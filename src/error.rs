//! Error taxonomy and JSON error responses for the proxy

use http_body_util::{combinators::BoxBody, BodyExt, Full};
use hyper::body::Bytes;
use hyper::{Response, StatusCode};
use serde::Serialize;
use std::time::Duration;

/// Error codes surfaced to clients of the proxy
#[derive(Debug, Clone, Copy, PartialEq, Eq, Serialize)]
#[serde(rename_all = "SCREAMING_SNAKE_CASE")]
pub enum ProxyErrorCode {
    /// Pool is empty or every host was already attempted
    NoBackendAvailable,
    /// Request timed out waiting for backend
    RequestTimeout,
    /// Failed to connect to backend
    ConnectionFailed,
    /// Request body could not be read
    BadRequest,
    /// Internal proxy error
    InternalError,
}

impl ProxyErrorCode {
    /// Get the default HTTP status code for this error
    pub fn status_code(&self) -> StatusCode {
        match self {
            ProxyErrorCode::NoBackendAvailable => StatusCode::SERVICE_UNAVAILABLE,
            ProxyErrorCode::RequestTimeout => StatusCode::GATEWAY_TIMEOUT,
            ProxyErrorCode::ConnectionFailed => StatusCode::BAD_GATEWAY,
            ProxyErrorCode::BadRequest => StatusCode::BAD_REQUEST,
            ProxyErrorCode::InternalError => StatusCode::INTERNAL_SERVER_ERROR,
        }
    }

    /// Get the error code as a string for the X-Proxy-Error header
    pub fn as_header_value(&self) -> &'static str {
        match self {
            ProxyErrorCode::NoBackendAvailable => "NO_BACKEND_AVAILABLE",
            ProxyErrorCode::RequestTimeout => "REQUEST_TIMEOUT",
            ProxyErrorCode::ConnectionFailed => "CONNECTION_FAILED",
            ProxyErrorCode::BadRequest => "BAD_REQUEST",
            ProxyErrorCode::InternalError => "INTERNAL_ERROR",
        }
    }
}

/// JSON error response body
#[derive(Debug, Serialize)]
pub struct ErrorResponse {
    pub code: ProxyErrorCode,
    pub message: String,
    /// HTTP status code (for reference)
    pub status: u16,
}

impl ErrorResponse {
    pub fn new(code: ProxyErrorCode, message: impl Into<String>) -> Self {
        Self {
            status: code.status_code().as_u16(),
            code,
            message: message.into(),
        }
    }

    pub fn to_json(&self) -> String {
        serde_json::to_string(self).unwrap_or_else(|_| {
            format!(
                r#"{{"code":"{}","message":"{}","status":{}}}"#,
                self.code.as_header_value(),
                self.message.replace('\"', "\\\""),
                self.status
            )
        })
    }
}

/// Create a JSON error response with X-Proxy-Error header
pub fn json_error_response(
    code: ProxyErrorCode,
    message: impl Into<String>,
) -> Response<BoxBody<Bytes, hyper::Error>> {
    let error = ErrorResponse::new(code, message);
    let status = code.status_code();
    let body = error.to_json();

    Response::builder()
        .status(status)
        .header("Content-Type", "application/json")
        .header("X-Proxy-Error", code.as_header_value())
        .body(Full::new(Bytes::from(body)).map_err(|e| match e {}).boxed())
        .expect("valid response with StatusCode enum and static headers")
}

/// Errors reported by a compute provider
#[derive(Debug, thiserror::Error)]
pub enum ProviderError {
    /// The resource already exists (expected for idempotent setup on restart)
    #[error("resource already exists: {0}")]
    AlreadyExists(String),
    #[error("instance not found: {0}")]
    NotFound(String),
    #[error("provider request failed: {0}")]
    Request(String),
    #[error("unexpected provider response: {0}")]
    InvalidResponse(String),
}

impl From<reqwest::Error> for ProviderError {
    fn from(err: reqwest::Error) -> Self {
        ProviderError::Request(err.to_string())
    }
}

/// Errors from a launch or terminate operation
#[derive(Debug, thiserror::Error)]
pub enum LifecycleError {
    #[error(transparent)]
    Provider(#[from] ProviderError),
    /// The poll loop did not observe the target state before its deadline
    #[error("instance {instance_id} did not reach {target} within {waited:?}")]
    Timeout {
        instance_id: String,
        target: &'static str,
        waited: Duration,
    },
    #[error("operation cancelled by shutdown")]
    Cancelled,
    /// The worker went away without reporting a result
    #[error("lifecycle worker dropped before completing")]
    WorkerLost,
}

/// Errors from a metrics source query
#[derive(Debug, thiserror::Error)]
pub enum MetricsError {
    #[error("metrics request failed: {0}")]
    Request(String),
    #[error("unexpected metrics response: {0}")]
    InvalidResponse(String),
}

impl From<reqwest::Error> for MetricsError {
    fn from(err: reqwest::Error) -> Self {
        MetricsError::Request(err.to_string())
    }
}

/// Errors from probing a member directly for its load
#[derive(Debug, thiserror::Error)]
pub enum ProbeError {
    /// The member could not be reached at all
    #[error("could not connect to {0}")]
    Connect(String),
    /// The member answered but the value was unusable
    #[error("invalid load reading from {address}: {reason}")]
    Invalid { address: String, reason: String },
}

****************

What is expected: Determine the number of lines in the listing that hold the word "Full". Nothing but that number is wanted.

Answer area: 2